//! Hoplon CLI binary.

use std::io::Write;
use std::process;

use clap::Parser;
use env_logger::Builder;
use log::LevelFilter;

use hoplon::cli::args::*;
use hoplon::cli::commands::*;

fn main() {
    let args = HoplonArgs::parse();

    let log_level = match args.verbosity() {
        0 => LevelFilter::Error, // Quiet mode
        1 => LevelFilter::Warn,  // Default
        2 => LevelFilter::Info,  // Verbose
        _ => LevelFilter::Debug, // Very verbose (3+)
    };

    Builder::new()
        .filter_level(log_level)
        .format(|buf, record| writeln!(buf, "[{}] {}", record.level(), record.args()))
        .init();

    if let Err(e) = execute_command(args) {
        eprintln!("Error: {e}");
        process::exit(1);
    }
}
//! Document model for schema-less collections.
//!
//! A [`Document`] is a JSON object mapping field names to scalar or nested
//! values. The only structural requirement is a value at the index's
//! configured identifier field, which is coerced to a string on ingestion
//! (see [`Document::with_string_id`]).
//!
//! The [`value`] module holds the value helpers shared by the filter, facet
//! and sort stages: stringification, numeric coercion and strict equality.
//!
//! # Examples
//!
//! ```
//! use hoplon::document::Document;
//! use serde_json::json;
//!
//! let doc = Document::builder()
//!     .add_field("id", json!(7))
//!     .add_field("title", json!("Dune"))
//!     .build();
//!
//! let doc = doc.with_string_id("id").unwrap();
//! assert_eq!(doc.id("id"), Some("7".to_string()));
//! ```

#[allow(clippy::module_inception)]
pub mod document;
pub mod value;

pub use self::document::{Document, DocumentBuilder};
//! Command line argument parsing for the Hoplon CLI using clap.

use std::path::PathBuf;

use clap::{Parser, Subcommand, ValueEnum};
use serde::{Deserialize, Serialize};
use serde_json::Value;

use crate::error::{HoplonError, Result};
use crate::query::filter::{Filter, RangeOperator};

/// Hoplon - multi-tenant full-text search
#[derive(Parser, Debug, Clone)]
#[command(name = "hoplon")]
#[command(about = "Multi-tenant full-text search with synonyms, filters, facets and sorting")]
#[command(version = env!("CARGO_PKG_VERSION"))]
#[command(long_about = None)]
pub struct HoplonArgs {
    /// Verbosity level (0=quiet, 1=normal, 2=verbose, 3=debug)
    #[arg(short, long, action = clap::ArgAction::Count)]
    pub verbose: u8,

    /// Quiet mode (overrides verbose)
    #[arg(short, long)]
    pub quiet: bool,

    /// Output format
    #[arg(short = 'f', long = "format", default_value = "human")]
    pub output_format: OutputFormat,

    /// Pretty-print JSON output
    #[arg(long)]
    pub pretty: bool,

    /// Directory holding index data and synonyms
    #[arg(short, long, env = "HOPLON_DATA_DIR", default_value = "hoplon-data")]
    pub data_dir: PathBuf,

    /// Service configuration file (JSON)
    #[arg(short, long, env = "HOPLON_CONFIG")]
    pub config: Option<PathBuf>,

    /// Subcommand to execute
    #[command(subcommand)]
    pub command: Command,
}

impl HoplonArgs {
    /// Get the effective verbosity level
    pub fn verbosity(&self) -> u8 {
        if self.quiet {
            0
        } else {
            match self.verbose {
                0 => 1, // Default to normal
                n => n,
            }
        }
    }

    /// Path of the persisted synonym groups.
    pub fn synonyms_file(&self) -> PathBuf {
        self.data_dir.join("synonyms.json")
    }
}

/// Available CLI commands
#[derive(Subcommand, Debug, Clone)]
pub enum Command {
    /// Create or reconfigure an index, optionally loading documents
    #[command(name = "create-index")]
    CreateIndex(CreateIndexArgs),

    /// Add documents to an existing index
    #[command(name = "add-documents")]
    AddDocuments(AddDocumentsArgs),

    /// Search an index
    Search(SearchArgs),

    /// Suggest query completions
    Suggest(SuggestArgs),

    /// Print a stored document
    #[command(name = "get-document")]
    GetDocument(DocumentArgs),

    /// Delete a stored document
    #[command(name = "delete-document")]
    DeleteDocument(DocumentArgs),

    /// Delete an index with all its documents
    #[command(name = "delete-index")]
    DeleteIndex(IndexArgs),

    /// List all indexes
    List,

    /// Manage synonym groups
    #[command(subcommand)]
    Synonyms(SynonymCommand),
}

/// Arguments for creating an index
#[derive(Parser, Debug, Clone)]
pub struct CreateIndexArgs {
    /// Index name
    #[arg(value_name = "INDEX")]
    pub index: String,

    /// Searchable fields (comma-separated)
    #[arg(long, value_delimiter = ',', required = true)]
    pub fields: Vec<String>,

    /// Fields returned with hits and usable for filters, facets and sorting (comma-separated)
    #[arg(long, value_delimiter = ',', required = true)]
    pub store_fields: Vec<String>,

    /// Field holding the document identifier
    #[arg(long, default_value = "id")]
    pub id_field: String,

    /// Document file to load (JSON array, JSON object or JSONL)
    #[arg(long, value_name = "DOCUMENT_FILE")]
    pub documents: Option<PathBuf>,
}

/// Arguments for adding documents
#[derive(Parser, Debug, Clone)]
pub struct AddDocumentsArgs {
    /// Index name
    #[arg(value_name = "INDEX")]
    pub index: String,

    /// Document file path (JSON array, JSON object or JSONL)
    #[arg(value_name = "DOCUMENT_FILE")]
    pub document_file: PathBuf,
}

/// Arguments for searching
#[derive(Parser, Debug, Clone)]
pub struct SearchArgs {
    /// Index name
    #[arg(value_name = "INDEX")]
    pub index: String,

    /// Query string (empty lists every document)
    #[arg(value_name = "QUERY", default_value = "")]
    pub query: String,

    /// Maximum number of results to return
    #[arg(short, long)]
    pub limit: Option<usize>,

    /// Offset for pagination
    #[arg(short, long, default_value = "0")]
    pub offset: usize,

    /// Filter conditions: `field=value` or `field:op=value` with op one of gt, gte, lt, lte
    #[arg(long = "filter", value_name = "CONDITION")]
    pub filters: Vec<String>,

    /// Sort criteria (comma-separated `field[:asc|desc]`)
    #[arg(long, value_delimiter = ',')]
    pub sort: Vec<String>,

    /// Facet fields to collect (comma-separated)
    #[arg(long, value_delimiter = ',')]
    pub facets: Vec<String>,
}

/// Arguments for suggestions
#[derive(Parser, Debug, Clone)]
pub struct SuggestArgs {
    /// Index name
    #[arg(value_name = "INDEX")]
    pub index: String,

    /// Partial query
    #[arg(value_name = "QUERY")]
    pub query: String,

    /// Maximum number of suggestions
    #[arg(short, long)]
    pub limit: Option<usize>,

    /// Filter conditions, as for `search`
    #[arg(long = "filter", value_name = "CONDITION")]
    pub filters: Vec<String>,
}

/// Arguments naming a single document
#[derive(Parser, Debug, Clone)]
pub struct DocumentArgs {
    /// Index name
    #[arg(value_name = "INDEX")]
    pub index: String,

    /// Document identifier
    #[arg(value_name = "ID")]
    pub id: String,
}

/// Arguments naming an index
#[derive(Parser, Debug, Clone)]
pub struct IndexArgs {
    /// Index name
    #[arg(value_name = "INDEX")]
    pub index: String,
}

/// Synonym management commands
#[derive(Subcommand, Debug, Clone)]
pub enum SynonymCommand {
    /// Add a group of interchangeable words
    Add {
        /// Words of the group (at least two)
        #[arg(value_name = "WORD", num_args = 2.., required = true)]
        words: Vec<String>,
    },

    /// List every synonym group
    List,

    /// Remove a word from its group
    Delete {
        /// Word to remove
        #[arg(value_name = "WORD")]
        word: String,
    },
}

/// Output formats
#[derive(ValueEnum, Debug, Clone, Copy, PartialEq, Eq, Serialize, Deserialize)]
#[serde(rename_all = "lowercase")]
pub enum OutputFormat {
    /// Human-readable output
    Human,
    /// JSON output
    Json,
}

/// Parse a filter value: JSON literals (`10`, `true`, `"quoted"`) keep their
/// type, anything else is a string.
fn parse_filter_value(raw: &str) -> Value {
    serde_json::from_str::<Value>(raw)
        .ok()
        .filter(|value| !value.is_object() && !value.is_array())
        .unwrap_or_else(|| Value::String(raw.to_string()))
}

/// Build a [`Filter`] from `field=value` / `field:op=value` conditions.
pub fn parse_filters(conditions: &[String]) -> Result<Option<Filter>> {
    if conditions.is_empty() {
        return Ok(None);
    }
    let mut filter = Filter::new();
    for condition in conditions {
        let Some((target, raw)) = condition.split_once('=') else {
            return Err(HoplonError::validation(format!(
                "Invalid filter \"{condition}\": expected field=value or field:op=value"
            )));
        };
        let value = parse_filter_value(raw.trim());
        filter = match target.split_once(':') {
            Some((field, op)) => filter.range(field.trim(), op.trim().parse::<RangeOperator>()?, value),
            None => filter.eq(target.trim(), value),
        };
    }
    Ok(Some(filter))
}

#[cfg(test)]
mod tests {
    use serde_json::{Map, json};

    use super::*;

    fn record(value: Value) -> Map<String, Value> {
        value.as_object().cloned().unwrap()
    }

    #[test]
    fn test_parse_filters() {
        let filter = parse_filters(&[
            "price:gte=10".to_string(),
            "price:lt=20".to_string(),
            "color=red".to_string(),
            "in_stock=true".to_string(),
        ])
        .unwrap()
        .unwrap();

        assert_eq!(filter.conditions().len(), 3);
        assert!(filter.matches(&record(json!({"price": 15, "color": "red", "in_stock": true}))));
        assert!(!filter.matches(&record(json!({"price": 25, "color": "red", "in_stock": true}))));
        assert!(!filter.matches(&record(json!({"price": 15, "color": "blue", "in_stock": true}))));
    }

    #[test]
    fn test_parse_filter_errors() {
        assert!(parse_filters(&[]).unwrap().is_none());
        assert!(parse_filters(&["price".to_string()]).is_err());
        assert!(matches!(
            parse_filters(&["price:near=3".to_string()]),
            Err(HoplonError::Validation(_))
        ));
    }

    #[test]
    fn test_cli_parsing() {
        let args = HoplonArgs::try_parse_from([
            "hoplon",
            "-vv",
            "--data-dir",
            "/tmp/data",
            "search",
            "shop",
            "red shirt",
            "--filter",
            "price:lte=20",
            "--sort",
            "price:desc,title",
            "--facets",
            "color",
        ])
        .unwrap();

        assert_eq!(args.verbosity(), 2);
        assert_eq!(args.synonyms_file(), PathBuf::from("/tmp/data/synonyms.json"));
        match args.command {
            Command::Search(search) => {
                assert_eq!(search.query, "red shirt");
                assert_eq!(search.sort, vec!["price:desc", "title"]);
                assert_eq!(search.filters, vec!["price:lte=20"]);
            }
            other => panic!("unexpected command: {other:?}"),
        }
    }

    #[test]
    fn test_synonym_add_requires_two_words() {
        assert!(HoplonArgs::try_parse_from(["hoplon", "synonyms", "add", "one"]).is_err());
        assert!(HoplonArgs::try_parse_from(["hoplon", "synonyms", "add", "tv", "television"]).is_ok());
    }
}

++++

(Task prompt) Each line from the start of the listing through the line with "0 => LevelFilter::Error, //" is to be restated verbatim, both ends included.

(Written solution)
//! Hoplon CLI binary.

use std::io::Write;
use std::process;

use clap::Parser;
use env_logger::Builder;
use log::LevelFilter;

use hoplon::cli::args::*;
use hoplon::cli::commands::*;

fn main() {
    let args = HoplonArgs::parse();

    let log_level = match args.verbosity() {
        0 => LevelFilter::Error, // Quiet mode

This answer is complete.